#### Saved entries:
*** Block opens ***

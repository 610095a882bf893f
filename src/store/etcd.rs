//! etcd v2 keys API client.

use super::{GetOptions, KeyStore, RemoteNode};
use crate::error::StoreError;
use async_trait::async_trait;
use reqwest::{Client, Url};
use serde::Deserialize;
use std::time::Duration;
use tracing::debug;

const STORE_HTTP_CONNECT_TIMEOUT: Duration = Duration::from_secs(5);

/// Successful read response.
#[derive(Deserialize)]
struct GetResponse {
    #[allow(dead_code)]
    action: Option<String>,
    node: RemoteNode,
}

/// Error body returned with non-2xx responses.
#[derive(Deserialize)]
struct ErrorResponse {
    #[serde(rename = "errorCode")]
    error_code: u32,
    message: String,
    #[serde(default)]
    cause: String,
}

/// HTTP client for one etcd endpoint, reused across cycles.
pub struct EtcdClient {
    client: Client,
    base: Url,
    endpoint: String,
}

impl EtcdClient {
    /// Build a client for `endpoint` with `request_timeout` as the overall
    /// per-request limit.
    pub fn new(endpoint: &str, request_timeout: Duration) -> Result<Self, StoreError> {
        let base = Url::parse(endpoint)
            .map_err(|e| StoreError::InvalidEndpoint(format!("{}: {}", endpoint, e)))?;
        if base.scheme() != "http" && base.scheme() != "https" {
            return Err(StoreError::InvalidEndpoint(format!(
                "{}: scheme must be http or https",
                endpoint
            )));
        }

        let client = Client::builder()
            .connect_timeout(STORE_HTTP_CONNECT_TIMEOUT.min(request_timeout))
            .timeout(request_timeout)
            .build()
            .map_err(|e| StoreError::Transport(format!("Failed to create HTTP client: {}", e)))?;

        Ok(Self {
            client,
            base,
            endpoint: endpoint.to_string(),
        })
    }

    /// URL of the keys resource for `key`. Keys without a leading slash are
    /// treated as absolute.
    pub fn keys_url(&self, key: &str, recursive: bool) -> Url {
        let mut url = self.base.clone();
        url.set_path(&format!("/v2/keys/{}", key.trim_start_matches('/')));
        if recursive {
            url.query_pairs_mut().append_pair("recursive", "true");
        }
        url
    }
}

#[async_trait]
impl KeyStore for EtcdClient {
    async fn get(&self, key: &str, options: GetOptions) -> Result<RemoteNode, StoreError> {
        let url = self.keys_url(key, options.recursive);
        debug!(url = %url, "Reading store key");

        let response = self
            .client
            .get(url)
            .timeout(options.deadline)
            .send()
            .await
            .map_err(|e| StoreError::from_http(e, options.deadline))?;

        let status = response.status();
        let body = response
            .text()
            .await
            .map_err(|e| StoreError::from_http(e, options.deadline))?;

        if status.is_success() {
            let parsed: GetResponse =
                serde_json::from_str(&body).map_err(|e| StoreError::Decode(e.to_string()))?;
            return Ok(parsed.node);
        }

        match serde_json::from_str::<ErrorResponse>(&body) {
            Ok(err) => Err(StoreError::Api {
                code: err.error_code,
                message: err.message,
                cause: err.cause,
            }),
            Err(_) => Err(StoreError::UnexpectedResponse {
                status: status.as_u16(),
                body,
            }),
        }
    }

    fn endpoint(&self) -> &str {
        &self.endpoint
    }
}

*** Block closes ***

What is needed is the data above, output in full and exactly as it stands.

#### SOLUTION TO THIS TASK:
repository 610095a882bf893f
filename src/store/etcd.rs
//! etcd v2 keys API client.

use super::{GetOptions, KeyStore, RemoteNode};
use crate::error::StoreError;
use async_trait::async_trait;
use reqwest::{Client, Url};
use serde::Deserialize;
use std::time::Duration;
use tracing::debug;

const STORE_HTTP_CONNECT_TIMEOUT: Duration = Duration::from_secs(5);

/// Successful read response.
#[derive(Deserialize)]
struct GetResponse {
    #[allow(dead_code)]
    action: Option<String>,
    node: RemoteNode,
}

/// Error body returned with non-2xx responses.
#[derive(Deserialize)]
struct ErrorResponse {
    #[serde(rename = "errorCode")]
    error_code: u32,
    message: String,
    #[serde(default)]
    cause: String,
}

/// HTTP client for one etcd endpoint, reused across cycles.
pub struct EtcdClient {
    client: Client,
    base: Url,
    endpoint: String,
}

impl EtcdClient {
    /// Build a client for `endpoint` with `request_timeout` as the overall
    /// per-request limit.
    pub fn new(endpoint: &str, request_timeout: Duration) -> Result<Self, StoreError> {
        let base = Url::parse(endpoint)
            .map_err(|e| StoreError::InvalidEndpoint(format!("{}: {}", endpoint, e)))?;
        if base.scheme() != "http" && base.scheme() != "https" {
            return Err(StoreError::InvalidEndpoint(format!(
                "{}: scheme must be http or https",
                endpoint
            )));
        }

        let client = Client::builder()
            .connect_timeout(STORE_HTTP_CONNECT_TIMEOUT.min(request_timeout))
            .timeout(request_timeout)
            .build()
            .map_err(|e| StoreError::Transport(format!("Failed to create HTTP client: {}", e)))?;

        Ok(Self {
            client,
            base,
            endpoint: endpoint.to_string(),
        })
    }

    /// URL of the keys resource for `key`. Keys without a leading slash are
    /// treated as absolute.
    pub fn keys_url(&self, key: &str, recursive: bool) -> Url {
        let mut url = self.base.clone();
        url.set_path(&format!("/v2/keys/{}", key.trim_start_matches('/')));
        if recursive {
            url.query_pairs_mut().append_pair("recursive", "true");
        }
        url
    }
}

#[async_trait]
impl KeyStore for EtcdClient {
    async fn get(&self, key: &str, options: GetOptions) -> Result<RemoteNode, StoreError> {
        let url = self.keys_url(key, options.recursive);
        debug!(url = %url, "Reading store key");

        let response = self
            .client
            .get(url)
            .timeout(options.deadline)
            .send()
            .await
            .map_err(|e| StoreError::from_http(e, options.deadline))?;

        let status = response.status();
        let body = response
            .text()
            .await
            .map_err(|e| StoreError::from_http(e, options.deadline))?;

        if status.is_success() {
            let parsed: GetResponse =
                serde_json::from_str(&body).map_err(|e| StoreError::Decode(e.to_string()))?;
            return Ok(parsed.node);
        }

        match serde_json::from_str::<ErrorResponse>(&body) {
            Ok(err) => Err(StoreError::Api {
                code: err.error_code,
                message: err.message,
                cause: err.cause,
            }),
            Err(_) => Err(StoreError::UnexpectedResponse {
                status: status.as_u16(),
                body,
            }),
        }
    }

    fn endpoint(&self) -> &str {
        &self.endpoint
    }
}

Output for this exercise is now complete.